Can Enums be integral types?

Era Scarecrow rtcvb32 at yahoo.com
Tue Apr 19 01:25:13 UTC 2022


On Sunday, 17 April 2022 at 18:25:32 UTC, Bastiaan Veelo wrote:
> On Saturday, 16 April 2022 at 11:39:01 UTC, Manfred Nowak wrote:
>> In the specs(17) about enums the word "integral" has no match. 
>> But because the default basetype is `int`, which is an 
>> integral type, enums might be integral types whenever their 
>> basetype is an integral type.
>
> The reason is in [17.1.5](https://dlang.org/spec/enum.html):  
> “EnumBaseType types cannot be implicitly cast to an enum type.”

The 'integral' or numeric value is used for uniqueness, not for 
math or some other effect, anymore than a primary int key in a 
SQL database is used to identify someone's birthday. (*Maybe 
that's the wrong analogy, comparing apples to oranges perhaps*).

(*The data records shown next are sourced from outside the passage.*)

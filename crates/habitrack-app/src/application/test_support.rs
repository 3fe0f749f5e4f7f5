//! In-memory repositories and a recording event bus shared by the unit tests

use async_trait::async_trait;
use chrono::{DateTime, Duration, TimeZone, Utc};
use std::collections::HashMap;
use std::sync::atomic::{AtomicBool, Ordering};

use habitrack_domain::completion::{CompletionRepository, HabitCompletion};
use habitrack_domain::events::{DomainEvent, EventBus};
use habitrack_domain::habit::{Frequency, Habit, HabitRepository};
use habitrack_domain::shared::{DomainError, HabitId, UserId};

pub fn day0() -> DateTime<Utc> {
    Utc.with_ymd_and_hms(2026, 4, 1, 7, 30, 0).unwrap()
}

pub fn at_day(offset: i64) -> DateTime<Utc> {
    day0() + Duration::days(offset)
}

pub fn habit(user: &UserId, title: &str) -> Habit {
    Habit::new(
        user.clone(),
        title.to_string(),
        format!("{} every day", title),
        Frequency::Daily,
    )
    .unwrap()
}

pub struct MockHabitRepository {
    habits: tokio::sync::RwLock<HashMap<String, Habit>>,
    fail_updates: AtomicBool,
    fail_reads: AtomicBool,
}

impl MockHabitRepository {
    pub fn new() -> Self {
        Self {
            habits: tokio::sync::RwLock::new(HashMap::new()),
            fail_updates: AtomicBool::new(false),
            fail_reads: AtomicBool::new(false),
        }
    }

    pub async fn insert(&self, habit: Habit) {
        self.habits
            .write()
            .await
            .insert(habit.id().as_str().to_string(), habit);
    }

    pub async fn len(&self) -> usize {
        self.habits.read().await.len()
    }

    pub fn fail_updates(&self) {
        self.fail_updates.store(true, Ordering::SeqCst);
    }

    pub fn fail_reads(&self, fail: bool) {
        self.fail_reads.store(fail, Ordering::SeqCst);
    }

    fn check_reads(&self) -> Result<(), DomainError> {
        if self.fail_reads.load(Ordering::SeqCst) {
            return Err(DomainError::Network("connection refused".to_string()));
        }
        Ok(())
    }
}

#[async_trait]
impl HabitRepository for MockHabitRepository {
    async fn create(&self, habit: &Habit) -> Result<(), DomainError> {
        self.insert(habit.clone()).await;
        Ok(())
    }

    async fn update(&self, habit: &Habit) -> Result<(), DomainError> {
        if self.fail_updates.load(Ordering::SeqCst) {
            return Err(DomainError::Remote("503 Service Unavailable".to_string()));
        }
        self.insert(habit.clone()).await;
        Ok(())
    }

    async fn delete(&self, id: &HabitId) -> Result<(), DomainError> {
        match self.habits.write().await.remove(id.as_str()) {
            Some(_) => Ok(()),
            None => Err(DomainError::HabitNotFound(id.to_string())),
        }
    }

    async fn find_by_id(&self, id: &HabitId) -> Result<Option<Habit>, DomainError> {
        self.check_reads()?;
        Ok(self.habits.read().await.get(id.as_str()).cloned())
    }

    async fn list_by_user(&self, user_id: &UserId) -> Result<Vec<Habit>, DomainError> {
        self.check_reads()?;
        let mut habits: Vec<Habit> = self
            .habits
            .read()
            .await
            .values()
            .filter(|h| h.is_owned_by(user_id))
            .cloned()
            .collect();
        habits.sort_by_key(|h| h.created_at());
        Ok(habits)
    }
}

pub struct MockCompletionRepository {
    completions: tokio::sync::RwLock<Vec<HabitCompletion>>,
}

impl MockCompletionRepository {
    pub fn new() -> Self {
        Self {
            completions: tokio::sync::RwLock::new(Vec::new()),
        }
    }

    pub async fn insert(&self, completion: HabitCompletion) {
        self.completions.write().await.push(completion);
    }

    pub async fn all(&self) -> Vec<HabitCompletion> {
        self.completions.read().await.clone()
    }
}

#[async_trait]
impl CompletionRepository for MockCompletionRepository {
    async fn create(&self, completion: &HabitCompletion) -> Result<(), DomainError> {
        self.insert(completion.clone()).await;
        Ok(())
    }

    async fn list_by_user(&self, user_id: &UserId) -> Result<Vec<HabitCompletion>, DomainError> {
        Ok(self
            .completions
            .read()
            .await
            .iter()
            .filter(|c| c.user_id() == user_id)
            .cloned()
            .collect())
    }

    async fn list_by_user_since(
        &self,
        user_id: &UserId,
        since: DateTime<Utc>,
    ) -> Result<Vec<HabitCompletion>, DomainError> {
        Ok(self
            .list_by_user(user_id)
            .await?
            .into_iter()
            .filter(|c| c.is_since(since))
            .collect())
    }
}

/// Keeps the type names of published events
pub struct MockEventBus {
    published: tokio::sync::RwLock<Vec<&'static str>>,
}

impl MockEventBus {
    pub fn new() -> Self {
        Self {
            published: tokio::sync::RwLock::new(Vec::new()),
        }
    }

    pub async fn published(&self) -> Vec<&'static str> {
        self.published.read().await.clone()
    }
}

#[async_trait]
impl EventBus for MockEventBus {
    async fn publish(&self, event: Box<dyn DomainEvent>) -> Result<(), DomainError> {
        self.published.write().await.push(event.event_type_name());
        Ok(())
    }
}
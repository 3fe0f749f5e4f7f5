mod habit_dto;
mod streak_dto;

pub use habit_dto::{CompletionDto, HabitDto};
pub use streak_dto::HabitStreakDto;
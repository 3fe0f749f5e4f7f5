pub mod commands;
pub mod dtos;
pub mod event_handlers;
pub mod queries;
pub mod services;
pub mod utils;

#[cfg(test)]
pub(crate) mod test_support;
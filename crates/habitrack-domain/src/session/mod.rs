mod gateway;

use serde::{Deserialize, Serialize};

use crate::shared::{DomainError, UserId};

pub use gateway::AuthGateway;

/// Minimum password length accepted by the backend
pub const MIN_PASSWORD_LENGTH: usize = 8;

/// The signed-in account as reported by the backend
#[derive(Debug, Clone, PartialEq, Eq, Serialize, Deserialize)]
pub struct User {
    pub id: UserId,
    pub email: String,
    pub name: String,
}

/// Email + password pair, checked locally before any network call
#[derive(Clone, PartialEq, Eq)]
pub struct Credentials {
    email: String,
    password: String,
}

impl Credentials {
    pub fn new(email: impl Into<String>, password: impl Into<String>) -> Self {
        Self {
            email: email.into().trim().to_string(),
            password: password.into(),
        }
    }

    pub fn validate(&self) -> Result<(), DomainError> {
        if self.email.is_empty() {
            return Err(DomainError::Validation("Email is required".to_string()));
        }

        if !self.email.contains('@') {
            return Err(DomainError::Validation(format!(
                "'{}' is not a valid email address",
                self.email
            )));
        }

        if self.password.is_empty() {
            return Err(DomainError::Validation("Password is required".to_string()));
        }

        if self.password.chars().count() < MIN_PASSWORD_LENGTH {
            return Err(DomainError::Validation(format!(
                "Password must be at least {} characters long",
                MIN_PASSWORD_LENGTH
            )));
        }

        Ok(())
    }

    pub fn email(&self) -> &str {
        &self.email
    }

    pub fn password(&self) -> &str {
        &self.password
    }
}

// Keep the password out of logs
impl std::fmt::Debug for Credentials {
    fn fmt(&self, f: &mut std::fmt::Formatter<'_>) -> std::fmt::Result {
        f.debug_struct("Credentials")
            .field("email", &self.email)
            .field("password", &"***")
            .finish()
    }
}

#[cfg(test)]
mod tests {
    use super::*;

    #[test]
    fn test_valid_credentials() {
        let credentials = Credentials::new(" ada@example.com ", "correct horse");
        assert!(credentials.validate().is_ok());
        assert_eq!(credentials.email(), "ada@example.com");
    }

    #[test]
    fn test_empty_email_rejected() {
        let result = Credentials::new("  ", "password123").validate();
        assert!(matches!(result, Err(DomainError::Validation(_))));
    }

    #[test]
    fn test_email_without_at_rejected() {
        let result = Credentials::new("ada.example.com", "password123").validate();
        assert!(matches!(result, Err(DomainError::Validation(_))));
    }

    #[test]
    fn test_short_password_rejected() {
        let result = Credentials::new("ada@example.com", "1234567").validate();
        match result {
            Err(DomainError::Validation(msg)) => assert!(msg.contains("at least 8")),
            other => panic!("Expected validation error, got {:?}", other),
        }

        assert!(Credentials::new("ada@example.com", "12345678")
            .validate()
            .is_ok());
    }

    #[test]
    fn test_debug_hides_password() {
        let credentials = Credentials::new("ada@example.com", "hunter2hunter2");
        let printed = format!("{:?}", credentials);
        assert!(!printed.contains("hunter2"));
    }
}
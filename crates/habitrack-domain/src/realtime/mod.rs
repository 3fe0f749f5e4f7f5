//! Realtime change notifications pushed by the backend.
//!
//! The client never merges event payloads into local state. A handler reacts
//! to an event by refetching whatever list it invalidates.

mod event;
mod subscription;

pub use event::{Channel, DocumentChange, RealtimeEvent};
pub use subscription::{RealtimeFeed, RealtimeHandler, Subscription};
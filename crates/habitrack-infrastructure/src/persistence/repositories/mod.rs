pub mod completion_repo;
pub mod habit_repo;

pub use completion_repo::AppwriteCompletionRepository;
pub use habit_repo::AppwriteHabitRepository;
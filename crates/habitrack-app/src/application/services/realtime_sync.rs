use async_trait::async_trait;
use std::sync::Arc;
use tokio::sync::Mutex;
use tracing::{debug, info};

use super::habit_board::ListRefresher;
use habitrack_domain::realtime::{
    Channel, DocumentChange, RealtimeEvent, RealtimeFeed, RealtimeHandler, Subscription,
};
use habitrack_domain::shared::DomainError;

/// Any habit document change reloads the habit list
struct HabitsChannelHandler {
    refresher: Arc<dyn ListRefresher>,
}

#[async_trait]
impl RealtimeHandler for HabitsChannelHandler {
    async fn on_event(&self, event: RealtimeEvent) {
        if event.changes().is_empty() {
            debug!("Ignoring non-document habit event: {:?}", event.events);
            return;
        }
        self.refresher.refetch_habits().await;
    }

    async fn on_reconnect(&self) {
        self.refresher.refetch_habits().await;
    }
}

/// Only new completions matter for today's list
struct CompletionsChannelHandler {
    refresher: Arc<dyn ListRefresher>,
}

#[async_trait]
impl RealtimeHandler for CompletionsChannelHandler {
    async fn on_event(&self, event: RealtimeEvent) {
        if event.has_change(DocumentChange::Create) {
            self.refresher.refetch_today_completions().await;
        }
    }

    async fn on_reconnect(&self) {
        self.refresher.refetch_today_completions().await;
    }
}

/// Keeps the board lists in step with the backend by refetching on every
/// relevant realtime notification. Event payloads are never merged locally.
pub struct RealtimeListSync {
    feed: Arc<dyn RealtimeFeed>,
    refresher: Arc<dyn ListRefresher>,
    habits_channel: Channel,
    completions_channel: Channel,
    subscriptions: Mutex<Vec<Subscription>>,
}

impl RealtimeListSync {
    pub fn new(
        feed: Arc<dyn RealtimeFeed>,
        refresher: Arc<dyn ListRefresher>,
        habits_channel: Channel,
        completions_channel: Channel,
    ) -> Self {
        Self {
            feed,
            refresher,
            habits_channel,
            completions_channel,
            subscriptions: Mutex::new(Vec::new()),
        }
    }

    /// Subscribe both channels. Calling it while running is a no-op.
    /// If the second subscription fails the first one is dropped again.
    pub async fn start(&self) -> Result<(), DomainError> {
        let mut subscriptions = self.subscriptions.lock().await;
        if !subscriptions.is_empty() {
            return Ok(());
        }

        let habits = self
            .feed
            .subscribe(
                self.habits_channel.clone(),
                Arc::new(HabitsChannelHandler {
                    refresher: self.refresher.clone(),
                }),
            )
            .await?;

        let completions = self
            .feed
            .subscribe(
                self.completions_channel.clone(),
                Arc::new(CompletionsChannelHandler {
                    refresher: self.refresher.clone(),
                }),
            )
            .await?;

        subscriptions.push(habits);
        subscriptions.push(completions);

        info!(
            "Realtime sync started on {} and {}",
            self.habits_channel, self.completions_channel
        );
        Ok(())
    }

    /// Cancel both subscriptions. In-flight refetches still complete.
    pub async fn stop(&self) {
        let subscriptions: Vec<Subscription> = self.subscriptions.lock().await.drain(..).collect();
        if subscriptions.is_empty() {
            return;
        }

        for subscription in subscriptions {
            subscription.unsubscribe();
        }
        info!("Realtime sync stopped");
    }

    pub async fn is_running(&self) -> bool {
        !self.subscriptions.lock().await.is_empty()
    }
}
mod record;
mod repository;

pub use record::HabitCompletion;
pub use repository::CompletionRepository;
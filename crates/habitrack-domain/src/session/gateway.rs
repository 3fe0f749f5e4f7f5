use async_trait::async_trait;

use super::{Credentials, User};
use crate::shared::DomainError;

/// Authentication surface of the backend service
#[async_trait]
pub trait AuthGateway: Send + Sync {
    /// Register a new account. Does not sign in.
    async fn create_account(&self, credentials: &Credentials) -> Result<User, DomainError>;

    /// Open an email/password session
    async fn create_session(&self, credentials: &Credentials) -> Result<(), DomainError>;

    /// The user of the current session, `None` when signed out
    async fn current_user(&self) -> Result<Option<User>, DomainError>;

    /// Close the current session
    async fn delete_current_session(&self) -> Result<(), DomainError>;
}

  We will indeed have to explicitly cast to get around it, though 
it doesn't mean much. If you have say true=1, blue=2, what is 
blue+true? Numerically it's 3 but there's no value 3, or value 3 
could be say potato...

  Few years ago i made an enum type flag/library storage library, 
which would take an int and convert to N flags, or N flags to an 
int for compactly storing said values. But it's been quite a 
while, though i do recall a lot of casting and binary 
AND/OR/XOR's involved for it to work the way it was intended.